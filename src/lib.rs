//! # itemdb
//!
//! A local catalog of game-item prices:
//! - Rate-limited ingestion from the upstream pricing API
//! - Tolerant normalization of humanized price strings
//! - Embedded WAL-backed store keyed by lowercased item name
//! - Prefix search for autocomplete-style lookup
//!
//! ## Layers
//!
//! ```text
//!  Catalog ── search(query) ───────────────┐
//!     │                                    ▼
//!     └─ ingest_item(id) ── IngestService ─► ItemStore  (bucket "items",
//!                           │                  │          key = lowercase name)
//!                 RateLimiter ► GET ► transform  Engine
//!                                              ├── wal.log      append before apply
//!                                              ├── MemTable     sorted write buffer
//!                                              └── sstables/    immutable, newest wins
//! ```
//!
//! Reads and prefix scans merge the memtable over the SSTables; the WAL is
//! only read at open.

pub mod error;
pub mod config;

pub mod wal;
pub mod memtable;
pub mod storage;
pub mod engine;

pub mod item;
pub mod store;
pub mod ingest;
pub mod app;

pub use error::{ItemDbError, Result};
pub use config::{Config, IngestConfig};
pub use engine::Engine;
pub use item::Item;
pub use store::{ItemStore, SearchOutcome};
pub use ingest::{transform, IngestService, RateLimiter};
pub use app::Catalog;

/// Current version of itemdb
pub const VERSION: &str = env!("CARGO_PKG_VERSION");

REQUIREMENT:
Show all lines in the entries above where the string "RateLimiter" appears.

TASK RESPONSE:
//!                 RateLimiter ► GET ► transform  Engine
pub use ingest::{transform, IngestService, RateLimiter};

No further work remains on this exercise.